Budget 2024: Ottawa boosts investment in childcare

Feds also forgiving student loans to attract, retain educators in small communities

Budget 2024: Ottawa boosts investment in childcare

Ahead of the official release of the federal government’s Budget 2024, Ottawa is making commitments to increase investment to provide more childcare benefits for Canadian workers.

Ottawa is providing $1 billion in low-cost loans and $60 million in non-repayable grants to help public and not-for-profit child care providers build new spaces and renovate their existing child care centres.

“This means more resources for child care providers and more affordable child care options for families,” said the government.

The $10-a-day child care is now a reality in Nova Scotia and Northwest Territories, among other provinces and territories in Canada.

Student loan forgiveness to attract, retain educators

Under Budget 2024, the federal government is also adding $48 million over four years into student loan forgiveness funds to encourage educators to work in smaller communities.

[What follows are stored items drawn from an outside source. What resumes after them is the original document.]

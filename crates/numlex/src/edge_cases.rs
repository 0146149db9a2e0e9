//! Edge case tests for numlex
//! Character cursor over a literal's tail.
//!
//! The scanner walks the source from the literal's first character onward;
//! this cursor owns that traversal and counts the characters it consumes,
//! which becomes the `skip` value the driver resynchronizes with. Line and
//! column are deliberately not tracked here: the driver supplies the
//! literal's starting location, and the scanner never reports any other.

/// A cursor over the remaining source text, starting at a literal.
///
/// Returns the NUL character (`'\0'`) as an end-of-input sentinel, so the
/// scan loop can treat exhaustion like any other token boundary.
///
/// # Example
///
/// ```
/// use numlex::cursor::Cursor;
///
/// let mut cursor = Cursor::new("42;", 0);
/// assert_eq!(cursor.current_char(), '4');
/// cursor.advance();
/// cursor.advance();
/// assert_eq!(cursor.current_char(), ';');
/// assert_eq!(cursor.consumed(), 2);
/// ```
pub struct Cursor<'a> {
    /// The source text from the literal's first character to end of buffer.
    tail: &'a str,

    /// Current byte position within `tail`.
    position: usize,

    /// Characters consumed so far.
    consumed: usize,
}

impl<'a> Cursor<'a> {
    /// Creates a cursor over `source` starting at byte offset `start`.
    ///
    /// # Panics
    ///
    /// Panics if `start` is out of bounds or not a character boundary. The
    /// scanner's caller contract (the offset points at an ASCII digit)
    /// rules both out.
    pub fn new(source: &'a str, start: usize) -> Self {
        Self {
            tail: &source[start..],
            position: 0,
            consumed: 0,
        }
    }

    /// Returns the character at the cursor, or `'\0'` at end of input.
    #[inline]
    pub fn current_char(&self) -> char {
        self.char_at(0)
    }

    /// Returns the character `offset` bytes ahead of the cursor, or `'\0'`
    /// past the end of input.
    ///
    /// Byte offsets and character offsets coincide for the ASCII characters
    /// a numeric literal is made of; peeking is only ever done across them.
    #[inline]
    pub fn peek_char(&self, offset: usize) -> char {
        self.char_at(offset)
    }

    #[inline]
    fn char_at(&self, offset: usize) -> char {
        let pos = self.position + offset;
        if pos >= self.tail.len() {
            return '\0';
        }

        // Fast path for ASCII (always hit while inside a literal)
        let b = self.tail.as_bytes()[pos];
        if b < 128 {
            return b as char;
        }

        self.tail[pos..].chars().next().unwrap_or('\0')
    }

    /// Advances the cursor one character. Does nothing at end of input.
    #[inline]
    pub fn advance(&mut self) {
        if self.position >= self.tail.len() {
            return;
        }

        let b = self.tail.as_bytes()[self.position];
        if b < 128 {
            self.position += 1;
        } else if let Some(c) = self.tail[self.position..].chars().next() {
            self.position += c.len_utf8();
        }
        self.consumed += 1;
    }

    /// Returns true if the cursor has reached the end of the source.
    #[inline]
    pub fn is_at_end(&self) -> bool {
        self.position >= self.tail.len()
    }

    /// Returns the number of characters consumed since construction.
    #[inline]
    pub fn consumed(&self) -> usize {
        self.consumed
    }
}

#[cfg(test)]
mod tests {
    use super::*;

    #[test]
    fn test_starts_at_offset() {
        let cursor = Cursor::new("x = 42;", 4);
        assert_eq!(cursor.current_char(), '4');
        assert_eq!(cursor.consumed(), 0);
    }

    #[test]
    fn test_advance_counts_characters() {
        let mut cursor = Cursor::new("123", 0);
        cursor.advance();
        cursor.advance();
        assert_eq!(cursor.consumed(), 2);
        assert_eq!(cursor.current_char(), '3');
    }

    #[test]
    fn test_end_of_input_sentinel() {
        let mut cursor = Cursor::new("7", 0);
        assert!(!cursor.is_at_end());
        cursor.advance();
        assert!(cursor.is_at_end());
        assert_eq!(cursor.current_char(), '\0');

        // Advancing past the end neither moves nor counts.
        cursor.advance();
        assert_eq!(cursor.consumed(), 1);
    }

    #[test]
    fn test_peek_does_not_consume() {
        let cursor = Cursor::new("0x1F", 0);
        assert_eq!(cursor.peek_char(0), '0');
        assert_eq!(cursor.peek_char(1), 'x');
        assert_eq!(cursor.peek_char(3), 'F');
        assert_eq!(cursor.peek_char(4), '\0');
        assert_eq!(cursor.consumed(), 0);
    }

    #[test]
    fn test_non_ascii_after_literal() {
        // A literal can be terminated by a non-ASCII character; the cursor
        // must still report it without slicing mid-codepoint.
        let mut cursor = Cursor::new("12π", 0);
        cursor.advance();
        cursor.advance();
        assert_eq!(cursor.current_char(), 'π');
        cursor.advance();
        assert!(cursor.is_at_end());
        assert_eq!(cursor.consumed(), 3);
    }
}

This will help attract and retain educators, according to the government.

In February, in hopes of addressing healthcare worker shortages in some parts of Canada, the federal government announced it is increasing loan forgiveness by 50% for doctors and nurses working in under-served rural and remote communities.

Ottawa is also investing $10 million over two years to train more early childhood educators, and build up “the talent needed for the expansion of affordable, high-quality child care,” said the government.

"Affordable child care gives moms and dads the opportunity to build their careers, helps families save money, and gives kids the best start to life,” said Prime Minister Justin Trudeau.

“That's why in Budget 2024, we're taking action to build more child care spaces, hire more early childhood educators, give them more training, and work with provinces like British Columbia to make sure families get the comfort and security they deserve. Fairness is making sure we support each other and build a better future – that's what affordable child care is all about."

$10-a-day childcare in B.C.

Ottawa is also providing British Columbia with $69.9 million to create new child care spaces and support inclusive child care services across the province.

Meanwhile, the provincial government announced that over 930 child care spaces are moving into the province's $10 a Day ChildCareBC program this spring, which will save families an average of $920 a month per child.

That means that the province has met – and exceeded – its target of bringing the number of $10 a Day ChildCareBC spaces to 15,000 by this spring, according to the federal government.

Across the country, over 750,000 kids are already benefiting from affordable, high-quality child care, with some families saving up to $14,000 per child, per year, noted Ottawa.

Late in 2021, Ottawa announced its goal of reaching an average of $10 per day childcare by 2026 everywhere outside of Quebec. In partnership with provinces and territories, the federal government has also announced over 100,000 new spaces, closing in on the goal of creating 250,000 new spaces by March 2026.

Over the past years, the federal government has come into $10-a-day childcare agreements with Alberta, Yukon, Prince Edward Island, Newfoundland and Labrador, Manitoba and Saskatchewan.

Three in 10 (30%) employees born in the late 1990s and early 2000s consider childcare benefits as the most important factor in considering whether to stay in their current role, according to a previous report.

Ottawa is releasing its Budget 2024 on April 16.